Stored data
•••••

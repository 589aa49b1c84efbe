//! Localization: locale snippet tables and the shared registry.
//!
//! Lookup keys follow a flat naming convention shared between the builders
//! and the runtime response path. The constants below are the well-known
//! keys; builders derive further keys from intent/slot/type names plus the
//! postfixes.

mod locale;
mod registry;

use voxkit_types::model::Variation;

pub use locale::Locale;
pub use registry::{LocaleRegistry, RegisterOptions};

// Skill manifest keys.
pub const KEY_SKILL_NAME: &str = "SKILL_Name";
pub const KEY_SKILL_DESCRIPTION: &str = "SKILL_Description";
pub const KEY_SKILL_SUMMARY: &str = "SKILL_Summary";
pub const KEY_SKILL_EXAMPLE_PHRASES: &str = "SKILL_ExamplePhrases";
pub const KEY_SKILL_KEYWORDS: &str = "SKILL_Keywords";
pub const KEY_SKILL_SMALL_ICON_URI: &str = "SKILL_SmallIconURI";
pub const KEY_SKILL_LARGE_ICON_URI: &str = "SKILL_LargeIconURI";
pub const KEY_SKILL_TESTING_INSTRUCTIONS: &str = "SKILL_TestingInstructions";
pub const KEY_SKILL_INVOCATION: &str = "SKILL_Invocation";
pub const KEY_SKILL_PRIVACY_POLICY_URL: &str = "SKILL_PrivacyPolicyURL";
pub const KEY_SKILL_TERMS_OF_USE_URL: &str = "SKILL_TermsOfUse";

// Postfixes for derived keys. The content-type postfixes come from
// [`Variation`] so prompt lookup keys cannot drift from it.
pub const KEY_POSTFIX_SAMPLES: &str = "_Samples";
pub const KEY_POSTFIX_VALUES: &str = "_Values";
pub const KEY_POSTFIX_TITLE: &str = "_Title";
pub const KEY_POSTFIX_TEXT: &str = Variation::PlainText.key_postfix();
pub const KEY_POSTFIX_SSML: &str = Variation::Ssml.key_postfix();

// Error response keys.
pub const KEY_ERROR_TITLE: &str = "Error_Title";
pub const KEY_ERROR_TEXT: &str = "Error_Text";
pub const KEY_ERROR_SSML: &str = "Error_SSML";
pub const KEY_ERROR_UNKNOWN_TITLE: &str = "Error_Unknown_Title";
pub const KEY_ERROR_UNKNOWN_TEXT: &str = "Error_Unknown_Text";
pub const KEY_ERROR_UNKNOWN_SSML: &str = "Error_Unknown_SSML";
pub const KEY_ERROR_NOT_FOUND_TITLE: &str = "Error_NotFound_Title";
pub const KEY_ERROR_NOT_FOUND_TEXT: &str = "Error_NotFound_Text";
pub const KEY_ERROR_NOT_FOUND_SSML: &str = "Error_NotFound_SSML";
pub const KEY_ERROR_LOCALE_NOT_FOUND_TITLE: &str = "Error_LocaleNotFound_Title";
pub const KEY_ERROR_LOCALE_NOT_FOUND_TEXT: &str = "Error_LocaleNotFound_Text";
pub const KEY_ERROR_LOCALE_NOT_FOUND_SSML: &str = "Error_LocaleNotFound_SSML";
pub const KEY_ERROR_TRANSLATION_TITLE: &str = "Error_Translation_Title";
pub const KEY_ERROR_TRANSLATION_TEXT: &str = "Error_Translation_Text";
pub const KEY_ERROR_TRANSLATION_SSML: &str = "Error_Translation_SSML";
pub const KEY_ERROR_NO_TRANSLATION_TITLE: &str = "Error_NoTranslation_Title";
pub const KEY_ERROR_NO_TRANSLATION_TEXT: &str = "Error_NoTranslation_Text";
pub const KEY_ERROR_NO_TRANSLATION_SSML: &str = "Error_NoTranslation_SSML";
pub const KEY_ERROR_MISSING_PLACEHOLDER_TITLE: &str = "Error_MissingPlaceholder_Title";
pub const KEY_ERROR_MISSING_PLACEHOLDER_TEXT: &str = "Error_MissingPlaceholder_Text";
pub const KEY_ERROR_MISSING_PLACEHOLDER_SSML: &str = "Error_MissingPlaceholder_SSML";

// Standard response keys.
pub const KEY_LAUNCH_TITLE: &str = "Launch_Title";
pub const KEY_LAUNCH_TEXT: &str = "Launch_Text";
pub const KEY_LAUNCH_SSML: &str = "Launch_SSML";
pub const KEY_HELP_TITLE: &str = "Help_Title";
pub const KEY_HELP_TEXT: &str = "Help_Text";
pub const KEY_HELP_SSML: &str = "Help_SSML";
pub const KEY_STOP_TITLE: &str = "Stop_Title";
pub const KEY_STOP_TEXT: &str = "Stop_Text";
pub const KEY_STOP_SSML: &str = "Stop_SSML";
pub const KEY_CANCEL_TITLE: &str = "Cancel_Title";
pub const KEY_CANCEL_TEXT: &str = "Cancel_Text";
pub const KEY_CANCEL_SSML: &str = "Cancel_SSML";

•••••

Task item: Both the line containing "are the well-known" and the line containing "pub const KEY_ERROR_UNKNOWN_TITLE: &str" belong in the answer. Print them and every line above that falls between them exactly, and no others.

Exercise answer:
//! and the runtime response path. The constants below are the well-known
//! keys; builders derive further keys from intent/slot/type names plus the
//! postfixes.

mod locale;
mod registry;

use voxkit_types::model::Variation;

pub use locale::Locale;
pub use registry::{LocaleRegistry, RegisterOptions};

// Skill manifest keys.
pub const KEY_SKILL_NAME: &str = "SKILL_Name";
pub const KEY_SKILL_DESCRIPTION: &str = "SKILL_Description";
pub const KEY_SKILL_SUMMARY: &str = "SKILL_Summary";
pub const KEY_SKILL_EXAMPLE_PHRASES: &str = "SKILL_ExamplePhrases";
pub const KEY_SKILL_KEYWORDS: &str = "SKILL_Keywords";
pub const KEY_SKILL_SMALL_ICON_URI: &str = "SKILL_SmallIconURI";
pub const KEY_SKILL_LARGE_ICON_URI: &str = "SKILL_LargeIconURI";
pub const KEY_SKILL_TESTING_INSTRUCTIONS: &str = "SKILL_TestingInstructions";
pub const KEY_SKILL_INVOCATION: &str = "SKILL_Invocation";
pub const KEY_SKILL_PRIVACY_POLICY_URL: &str = "SKILL_PrivacyPolicyURL";
pub const KEY_SKILL_TERMS_OF_USE_URL: &str = "SKILL_TermsOfUse";

// Postfixes for derived keys. The content-type postfixes come from
// [`Variation`] so prompt lookup keys cannot drift from it.
pub const KEY_POSTFIX_SAMPLES: &str = "_Samples";
pub const KEY_POSTFIX_VALUES: &str = "_Values";
pub const KEY_POSTFIX_TITLE: &str = "_Title";
pub const KEY_POSTFIX_TEXT: &str = Variation::PlainText.key_postfix();
pub const KEY_POSTFIX_SSML: &str = Variation::Ssml.key_postfix();

// Error response keys.
pub const KEY_ERROR_TITLE: &str = "Error_Title";
pub const KEY_ERROR_TEXT: &str = "Error_Text";
pub const KEY_ERROR_SSML: &str = "Error_SSML";
pub const KEY_ERROR_UNKNOWN_TITLE: &str = "Error_Unknown_Title";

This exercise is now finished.